What needs to be done: Using the records that follow, work out the number of lines with the word "View" in them; reply with that number only.

##### Source records #####

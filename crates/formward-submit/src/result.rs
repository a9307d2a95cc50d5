//! What a submit handler returns

use crate::js::JsAction;
use crate::view::View;
use formward_forms::{AggregateError, ValidationError};
use serde::{Deserialize, Serialize};

/// An error shown to the user, inline on a field or for the whole form
#[derive(Debug, Clone, PartialEq, Eq, Serialize, Deserialize)]
pub struct ErrorResult {
	/// `None` for a form-level error
	pub field: Option<String>,
	pub message: String,
}

impl ErrorResult {
	pub fn field(field: impl Into<String>, message: impl Into<String>) -> Self {
		Self {
			field: Some(field.into()),
			message: message.into(),
		}
	}

	pub fn form(message: impl Into<String>) -> Self {
		Self {
			field: None,
			message: message.into(),
		}
	}
}

impl From<ValidationError> for ErrorResult {
	fn from(err: ValidationError) -> Self {
		ErrorResult::field(err.field, err.message)
	}
}

#[derive(Debug, Clone, PartialEq, Eq, Serialize, Deserialize)]
pub struct SuccessResult {
	pub title: String,
	pub message: Option<String>,
}

impl SuccessResult {
	pub fn new(title: impl Into<String>) -> Self {
		Self {
			title: title.into(),
			message: None,
		}
	}

	pub fn with_message(mut self, message: impl Into<String>) -> Self {
		self.message = Some(message.into());
		self
	}
}

/// Outcome of a submission before it is resolved into a [`Response`](crate::Response)
///
/// # Examples
///
/// ```
/// use formward_submit::{ErrorResult, SubmitResult, js_input};
///
/// let result: SubmitResult = vec![
///     SubmitResult::from(ErrorResult::field("name", "Your name is not John!")),
///     SubmitResult::from(js_input("email").val("john@gmail.com")),
/// ].into();
///
/// assert!(result.has_errors());
/// ```
#[derive(Debug, Clone, PartialEq, Serialize, Deserialize)]
#[serde(tag = "type", content = "payload", rename_all = "snake_case")]
pub enum SubmitResult {
	Error(ErrorResult),
	Success(SuccessResult),
	View(View),
	Script(JsAction),
	ActionList(Vec<SubmitResult>),
}

impl SubmitResult {
	/// Field error shorthand
	pub fn error(field: impl Into<String>, message: impl Into<String>) -> Self {
		SubmitResult::Error(ErrorResult::field(field, message))
	}

	pub fn form_error(message: impl Into<String>) -> Self {
		SubmitResult::Error(ErrorResult::form(message))
	}

	pub fn success(title: impl Into<String>) -> Self {
		SubmitResult::Success(SuccessResult::new(title))
	}

	/// Empty list, resolved to nothing at all
	pub fn nothing() -> Self {
		SubmitResult::ActionList(vec![])
	}

	/// Whether this result, or anything nested in it, is an error
	pub fn has_errors(&self) -> bool {
		match self {
			SubmitResult::Error(_) => true,
			SubmitResult::ActionList(items) => items.iter().any(SubmitResult::has_errors),
			_ => false,
		}
	}

	/// All errors in order, nested lists included
	pub fn errors(&self) -> Vec<&ErrorResult> {
		let mut out = vec![];
		self.collect_errors(&mut out);
		out
	}

	fn collect_errors<'a>(&'a self, out: &mut Vec<&'a ErrorResult>) {
		match self {
			SubmitResult::Error(err) => out.push(err),
			SubmitResult::ActionList(items) => {
				for item in items {
					item.collect_errors(out);
				}
			}
			_ => {}
		}
	}
}

impl From<ErrorResult> for SubmitResult {
	fn from(err: ErrorResult) -> Self {
		SubmitResult::Error(err)
	}
}

impl From<SuccessResult> for SubmitResult {
	fn from(success: SuccessResult) -> Self {
		SubmitResult::Success(success)
	}
}

impl From<View> for SubmitResult {
	fn from(view: View) -> Self {
		SubmitResult::View(view)
	}
}

impl From<JsAction> for SubmitResult {
	fn from(action: JsAction) -> Self {
		SubmitResult::Script(action)
	}
}

impl From<Vec<SubmitResult>> for SubmitResult {
	fn from(items: Vec<SubmitResult>) -> Self {
		SubmitResult::ActionList(items)
	}
}

/// One error per failing field; a single error stays unwrapped
impl From<AggregateError> for SubmitResult {
	fn from(errors: AggregateError) -> Self {
		let mut items: Vec<SubmitResult> = errors
			.into_inner()
			.into_iter()
			.map(|e| SubmitResult::Error(e.into()))
			.collect();
		if items.len() == 1 {
			items.remove(0)
		} else {
			SubmitResult::ActionList(items)
		}
	}
}
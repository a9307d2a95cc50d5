//! Submitted form data

use indexmap::IndexMap;
use serde::{Deserialize, Serialize};
use serde_json::Value;

/// Raw key/value pairs of one submission, as received from the client.
///
/// Values are not cast yet; see [`normalize`](crate::normalize).
///
/// # Examples
///
/// ```
/// use formward_forms::PostData;
/// use serde_json::json;
///
/// let post: PostData = [("name", "John"), ("email", "")].into_iter().collect();
/// assert_eq!(post.get("name"), Some(&json!("John")));
/// assert!(post.get("surname").is_none());
/// ```
#[derive(Debug, Clone, Default, PartialEq, Serialize, Deserialize)]
#[serde(transparent)]
pub struct PostData(IndexMap<String, Value>);

impl PostData {
	pub fn new() -> Self {
		Self::default()
	}

	pub fn insert(&mut self, key: impl Into<String>, value: impl Into<Value>) -> &mut Self {
		self.0.insert(key.into(), value.into());
		self
	}

	pub fn with(mut self, key: impl Into<String>, value: impl Into<Value>) -> Self {
		self.insert(key, value);
		self
	}

	pub fn get(&self, key: &str) -> Option<&Value> {
		self.0.get(key)
	}

	pub fn keys(&self) -> impl Iterator<Item = &str> {
		self.0.keys().map(String::as_str)
	}

	pub fn len(&self) -> usize {
		self.0.len()
	}

	pub fn is_empty(&self) -> bool {
		self.0.is_empty()
	}

	/// Parse a `key=value` pair as typed on a command line
	///
	/// # Examples
	///
	/// ```
	/// use formward_forms::PostData;
	///
	/// assert_eq!(PostData::parse_pair("name=John"), Some(("name".to_string(), "John".to_string())));
	/// assert_eq!(PostData::parse_pair("empty="), Some(("empty".to_string(), String::new())));
	/// assert_eq!(PostData::parse_pair("novalue"), None);
	/// ```
	pub fn parse_pair(pair: &str) -> Option<(String, String)> {
		let (key, value) = pair.split_once('=')?;
		let key = key.trim();
		if key.is_empty() {
			return None;
		}
		Some((key.to_string(), value.to_string()))
	}
}

impl<K: Into<String>, V: Into<Value>> FromIterator<(K, V)> for PostData {
	fn from_iter<T: IntoIterator<Item = (K, V)>>(iter: T) -> Self {
		Self(
			iter.into_iter()
				.map(|(k, v)| (k.into(), v.into()))
				.collect(),
		)
	}
}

#####

Solution to this task: 5